(Collected data entries)
use std::path::PathBuf;

use anyhow::Context;
use clap::{Args, Parser, Subcommand};
use serde::Serialize;

mod campaign;
mod classifier;
mod config;
mod error;
mod logging;
mod models;
mod news;
mod pipeline;
mod report;
mod segment;
mod sentiment;
mod signals;
mod store;
mod trends;

use config::{ForestConfig, LabelRule, PipelineConfig, SegmentConfig, SignalConfig};
use pipeline::{AnalysisRequest, PipelineContext, PipelineOutput};
use report::RunSummary;

const DEFAULT_DATA_PATH: &str = "data/raw/donor_data.csv";

#[derive(Parser)]
#[command(name = "donorsync")]
#[command(about = "Crisis urgency scoring and donor persona segmentation", long_about = None)]
struct Cli {
    #[command(subcommand)]
    command: Commands,
}

#[derive(Subcommand)]
enum Commands {
    /// Score crisis urgency and segment the donor base
    Analyze {
        #[arg(long)]
        crisis: String,
        #[arg(long, default_value = DEFAULT_DATA_PATH)]
        data: PathBuf,
        #[arg(long, default_value_t = 50.0)]
        min_gift: f64,
        #[arg(long, default_value_t = 50)]
        ask_amount: u32,
        /// Replace offline signals with simulated headlines
        #[arg(long)]
        simulate_offline: bool,
        /// Print the full annotated output as JSON
        #[arg(long)]
        json: bool,
        /// Write a markdown report to this path
        #[arg(long)]
        out: Option<PathBuf>,
        #[command(flatten)]
        model: ModelArgs,
    },
    /// Collect crisis signals and score urgency only
    Urgency {
        #[arg(long)]
        crisis: String,
        #[arg(long)]
        json: bool,
    },
    /// Train the classifier and segment donors only
    Segment {
        #[arg(long, default_value = DEFAULT_DATA_PATH)]
        data: PathBuf,
        #[command(flatten)]
        model: ModelArgs,
    },
}

#[derive(Args)]
struct ModelArgs {
    /// Recent average gift above which a donor counts as likely
    #[arg(long, default_value_t = 10.0)]
    gift_threshold: f64,
    /// Months since last gift below which a donor counts as likely
    #[arg(long, default_value_t = 18.0)]
    recency_months: f64,
    #[arg(long, default_value_t = 50)]
    trees: usize,
    #[arg(long, default_value_t = 42)]
    forest_seed: u64,
    #[arg(long, default_value_t = 7)]
    clusters: usize,
    #[arg(long, default_value_t = 42)]
    kmeans_seed: u64,
}

impl ModelArgs {
    fn apply(&self, config: &mut PipelineConfig) {
        config.label = LabelRule {
            gift_threshold: self.gift_threshold,
            recency_threshold_months: self.recency_months,
        };
        config.forest = ForestConfig {
            trees: self.trees,
            seed: self.forest_seed,
        };
        config.segment = SegmentConfig {
            clusters: self.clusters,
            seed: self.kmeans_seed,
            ..SegmentConfig::default()
        };
    }
}

#[derive(Serialize)]
struct AnalysisView<'a> {
    #[serde(flatten)]
    output: &'a PipelineOutput,
    summary: RunSummary,
}

#[tokio::main]
async fn main() -> anyhow::Result<()> {
    logging::configure_logging();
    let cli = Cli::parse();

    let mut config = PipelineConfig {
        signals: SignalConfig::from_env().context("invalid signal configuration")?,
        ..PipelineConfig::default()
    };

    match cli.command {
        Commands::Analyze {
            crisis,
            data,
            min_gift,
            ask_amount,
            simulate_offline,
            json,
            out,
            model,
        } => {
            model.apply(&mut config);
            let context = PipelineContext::new(config)?;
            let output = context
                .run(&AnalysisRequest {
                    crisis,
                    data_path: data,
                    simulate_offline,
                })
                .await
                .context("analysis failed")?;

            if let Some(path) = out {
                let report = report::build_report(&output, min_gift, ask_amount);
                std::fs::write(&path, report)
                    .with_context(|| format!("failed to write report to {}", path.display()))?;
                eprintln!("Report written to {}.", path.display());
            }

            let summary = report::summarize_run(&output, min_gift, ask_amount);
            if json {
                let view = AnalysisView {
                    output: &output,
                    summary,
                };
                println!("{}", serde_json::to_string_pretty(&view)?);
                return Ok(());
            }

            println!("Crisis: {}", output.crisis);
            println!(
                "Urgency score {:.2} | search volume {} | signals {:?}",
                output.urgency.value, output.signals.trend_magnitude, output.provenance.signals
            );
            println!(
                "Qualified donors {} | est. pipeline value ${}",
                summary.qualified_donors, summary.estimated_pipeline_value
            );
            for persona in &summary.personas {
                println!(
                    "- Cluster {}: {} donors, avg probability {:.2}",
                    persona.cluster_id, persona.donor_count, persona.avg_probability
                );
            }
            println!();
            println!("{}", summary.copy.headline);
            println!("{}", summary.copy.body);
            println!("{}", summary.copy.ask);
        }
        Commands::Urgency { crisis, json } => {
            let context = PipelineContext::new(config)?;
            let (batch, urgency, source) = context.collect_signals(&crisis, false).await;

            if json {
                let view = serde_json::json!({
                    "signals": batch,
                    "urgency": urgency,
                    "source": source,
                });
                println!("{}", serde_json::to_string_pretty(&view)?);
                return Ok(());
            }

            println!(
                "Urgency for '{}': {:.2} ({} of {} snippets negative, search volume {}, {:?})",
                crisis, urgency.value, urgency.negative, urgency.scored, batch.trend_magnitude, source
            );
            for snippet in batch.snippets.iter().take(5) {
                println!("- {snippet}");
            }
        }
        Commands::Segment { data, model } => {
            model.apply(&mut config);
            let context = PipelineContext::new(config)?;
            let (table, source) = context.load_donors(&data)?;
            let table = context
                .analyze_donors(table)
                .context("failed to fit donor models")?;

            println!("Segmented {} donors from {:?}:", table.len(), source);
            for persona in segment::summarize(&table) {
                println!(
                    "- Cluster {}: {} donors (avg age {:.1}, avg lifetime ${:.2}, avg probability {:.2})",
                    persona.cluster_id,
                    persona.donor_count,
                    persona.avg_age,
                    persona.avg_lifetime_gift,
                    persona.avg_probability
                );
            }
        }
    }

    Ok(())
}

*What you need to do:* The data must be retyped in full, exactly as it reads.

*Task output:*
use std::path::PathBuf;

use anyhow::Context;
use clap::{Args, Parser, Subcommand};
use serde::Serialize;

mod campaign;
mod classifier;
mod config;
mod error;
mod logging;
mod models;
mod news;
mod pipeline;
mod report;
mod segment;
mod sentiment;
mod signals;
mod store;
mod trends;

use config::{ForestConfig, LabelRule, PipelineConfig, SegmentConfig, SignalConfig};
use pipeline::{AnalysisRequest, PipelineContext, PipelineOutput};
use report::RunSummary;

const DEFAULT_DATA_PATH: &str = "data/raw/donor_data.csv";

#[derive(Parser)]
#[command(name = "donorsync")]
#[command(about = "Crisis urgency scoring and donor persona segmentation", long_about = None)]
struct Cli {
    #[command(subcommand)]
    command: Commands,
}

#[derive(Subcommand)]
enum Commands {
    /// Score crisis urgency and segment the donor base
    Analyze {
        #[arg(long)]
        crisis: String,
        #[arg(long, default_value = DEFAULT_DATA_PATH)]
        data: PathBuf,
        #[arg(long, default_value_t = 50.0)]
        min_gift: f64,
        #[arg(long, default_value_t = 50)]
        ask_amount: u32,
        /// Replace offline signals with simulated headlines
        #[arg(long)]
        simulate_offline: bool,
        /// Print the full annotated output as JSON
        #[arg(long)]
        json: bool,
        /// Write a markdown report to this path
        #[arg(long)]
        out: Option<PathBuf>,
        #[command(flatten)]
        model: ModelArgs,
    },
    /// Collect crisis signals and score urgency only
    Urgency {
        #[arg(long)]
        crisis: String,
        #[arg(long)]
        json: bool,
    },
    /// Train the classifier and segment donors only
    Segment {
        #[arg(long, default_value = DEFAULT_DATA_PATH)]
        data: PathBuf,
        #[command(flatten)]
        model: ModelArgs,
    },
}

#[derive(Args)]
struct ModelArgs {
    /// Recent average gift above which a donor counts as likely
    #[arg(long, default_value_t = 10.0)]
    gift_threshold: f64,
    /// Months since last gift below which a donor counts as likely
    #[arg(long, default_value_t = 18.0)]
    recency_months: f64,
    #[arg(long, default_value_t = 50)]
    trees: usize,
    #[arg(long, default_value_t = 42)]
    forest_seed: u64,
    #[arg(long, default_value_t = 7)]
    clusters: usize,
    #[arg(long, default_value_t = 42)]
    kmeans_seed: u64,
}

impl ModelArgs {
    fn apply(&self, config: &mut PipelineConfig) {
        config.label = LabelRule {
            gift_threshold: self.gift_threshold,
            recency_threshold_months: self.recency_months,
        };
        config.forest = ForestConfig {
            trees: self.trees,
            seed: self.forest_seed,
        };
        config.segment = SegmentConfig {
            clusters: self.clusters,
            seed: self.kmeans_seed,
            ..SegmentConfig::default()
        };
    }
}

#[derive(Serialize)]
struct AnalysisView<'a> {
    #[serde(flatten)]
    output: &'a PipelineOutput,
    summary: RunSummary,
}

#[tokio::main]
async fn main() -> anyhow::Result<()> {
    logging::configure_logging();
    let cli = Cli::parse();

    let mut config = PipelineConfig {
        signals: SignalConfig::from_env().context("invalid signal configuration")?,
        ..PipelineConfig::default()
    };

    match cli.command {
        Commands::Analyze {
            crisis,
            data,
            min_gift,
            ask_amount,
            simulate_offline,
            json,
            out,
            model,
        } => {
            model.apply(&mut config);
            let context = PipelineContext::new(config)?;
            let output = context
                .run(&AnalysisRequest {
                    crisis,
                    data_path: data,
                    simulate_offline,
                })
                .await
                .context("analysis failed")?;

            if let Some(path) = out {
                let report = report::build_report(&output, min_gift, ask_amount);
                std::fs::write(&path, report)
                    .with_context(|| format!("failed to write report to {}", path.display()))?;
                eprintln!("Report written to {}.", path.display());
            }

            let summary = report::summarize_run(&output, min_gift, ask_amount);
            if json {
                let view = AnalysisView {
                    output: &output,
                    summary,
                };
                println!("{}", serde_json::to_string_pretty(&view)?);
                return Ok(());
            }

            println!("Crisis: {}", output.crisis);
            println!(
                "Urgency score {:.2} | search volume {} | signals {:?}",
                output.urgency.value, output.signals.trend_magnitude, output.provenance.signals
            );
            println!(
                "Qualified donors {} | est. pipeline value ${}",
                summary.qualified_donors, summary.estimated_pipeline_value
            );
            for persona in &summary.personas {
                println!(
                    "- Cluster {}: {} donors, avg probability {:.2}",
                    persona.cluster_id, persona.donor_count, persona.avg_probability
                );
            }
            println!();
            println!("{}", summary.copy.headline);
            println!("{}", summary.copy.body);
            println!("{}", summary.copy.ask);
        }
        Commands::Urgency { crisis, json } => {
            let context = PipelineContext::new(config)?;
            let (batch, urgency, source) = context.collect_signals(&crisis, false).await;

            if json {
                let view = serde_json::json!({
                    "signals": batch,
                    "urgency": urgency,
                    "source": source,
                });
                println!("{}", serde_json::to_string_pretty(&view)?);
                return Ok(());
            }

            println!(
                "Urgency for '{}': {:.2} ({} of {} snippets negative, search volume {}, {:?})",
                crisis, urgency.value, urgency.negative, urgency.scored, batch.trend_magnitude, source
            );
            for snippet in batch.snippets.iter().take(5) {
                println!("- {snippet}");
            }
        }
        Commands::Segment { data, model } => {
            model.apply(&mut config);
            let context = PipelineContext::new(config)?;
            let (table, source) = context.load_donors(&data)?;
            let table = context
                .analyze_donors(table)
                .context("failed to fit donor models")?;

            println!("Segmented {} donors from {:?}:", table.len(), source);
            for persona in segment::summarize(&table) {
                println!(
                    "- Cluster {}: {} donors (avg age {:.1}, avg lifetime ${:.2}, avg probability {:.2})",
                    persona.cluster_id,
                    persona.donor_count,
                    persona.avg_age,
                    persona.avg_lifetime_gift,
                    persona.avg_probability
                );
            }
        }
    }

    Ok(())
}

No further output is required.